Semplificando possiamo dire che BERT ha lo scopo di migliorare la comprensione del parlato da parte di Google, comprendendo meglio sfumature e contesto delle parole che compongono una query di ricerca e presentando risultati di ricerca più adeguati. Questo significa che Google non prenderà in considerazione solamente le parole ma valuterà molto bene anche il contesto.

Precedentemente a BERT Google analizzava le singole parole per decidere quali fossero le più rilevanti e, in base a queste, decideva quali dovevano essere i risultati di mostrare. Ora invece, con BERT, anziché leggere semplicemente parola per parola Google le mette in relazione percendo la semantica del linguaggio e comprendendo le sfumature di preposizioni, congiunzioni, avverbi e di tutte quelle parole che prima venivano ignorate.

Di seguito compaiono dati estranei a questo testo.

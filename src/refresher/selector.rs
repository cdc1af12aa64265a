//! Admission step shared by both renewal paths.

// self
use crate::{
	_prelude::*,
	config::RefreshConfig,
	guard::GuardClaim,
	obs,
	refresher::SessionRefresher,
};

/// Result of checking whether a renewal may be dispatched.
pub(super) enum Admission {
	/// Another renewal holds the guard; nothing was dispatched.
	Skipped,
	/// The guard is now held by this attempt.
	Admitted {
		/// Claim released once the attempt settles.
		claim: GuardClaim,
		/// Discovery endpoint to confirm before dispatching.
		endpoint: Url,
	},
}

impl SessionRefresher {
	/// Checks the guard, validates the discovery endpoint, and claims the guard.
	///
	/// Nothing in here suspends, so the check and the claim cannot interleave with another
	/// attempt. A missing endpoint fails fast and leaves the guard untouched.
	pub(super) fn admit(&self, config: &RefreshConfig) -> Result<Admission> {
		let running = self.guard.is_running();

		obs::guard_checked(running);

		if running {
			return Ok(Admission::Skipped);
		}

		let endpoint = config.require_discovery_endpoint().inspect_err(|_| {
			obs::missing_discovery_endpoint();
		})?;

		Ok(match self.guard.try_claim() {
			Some(claim) => Admission::Admitted { claim, endpoint: endpoint.clone() },
			None => Admission::Skipped,
		})
	}

	/// Fetches or confirms the discovery document before any strategy runs.
	pub(super) async fn confirm_discovery(&self, endpoint: &Url) -> Result<()> {
		self.discovery.fetch_metadata(endpoint).await?;

		Ok(())
	}
}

Come Google BERT inciderà sulla tua SEO

  • Facilmente perderai visibilità per contenuti dal contesto non ben definito
    Se il tuo sito veicolava traffico con parole chiave non propriamente contestualizzate allora ci saranno forti possibilità di perdere visibilità, dato che Google BERT fa comprendere molto meglio al motore di ricerca il contesto di una query.
  • Le parole chiave “a coda lunga” saranno più importanti
    Visto che Google BERT è nato in risposta alla crescita delle ricerche vocali e visto che le query dettate a voce su Google sono molto più verbose rispetto alle ricerche tradizionali con un uso corretto delle parole chiave “a coda lunga” potresti ricevere tanto traffico in più.
  • Google penalizzerà sempre più le pagine scarse/scarne
    Google avrà maggiori problemi ad estrapolare informazioni dal tuo sito se questo non contiene contenuti completi, rilevanti e ricchi di informazioni utili agli utenti.
  • I dati strutturati sono basilari (e già lo erano)
    Devi utilizzare un sistema di marcatura dei tuoi contenuti che posa permettere al motore di ricerca di interpretarli correttamente.

Perchè BERT?

Lo sviluppo e la diffusione della ricerca vocale sono la motivazione che ha spinto Google all’update di BERT, ben attento alle statistiche che dicono che il 69% degli intervistati ha usato un assistente vocale per le proprie ricerche, e che il 75% di essi passerà all’assistente vocale entro il 2020 (pensiamo a quanto assistenti vocali come Google Assistant, Cortana, Siri e Alexa siano diventati ormai di uso comune).
In una ricerca attraverso la pagina di ricerca di Google la maggioranza degli utenti tende a preferire scrivere una sequenza sintetica di parole chiave invece di formulare una frase estesa come quella che userebbe in una conversazione naturale perché pensa che Google possa elaborare meglio la prima ricerca.

Questa grande diffusione della ricerca vocale sta portando gli utenti ad avere un diverso modo di porsi nei confronti della ricerca sui motori, avendo sempre più la struttura di una conversazione uno a uno. La ricerca vocale ha però capovolto le cose rendendo quindi necessario questo aggiornamento dell’algoritmo.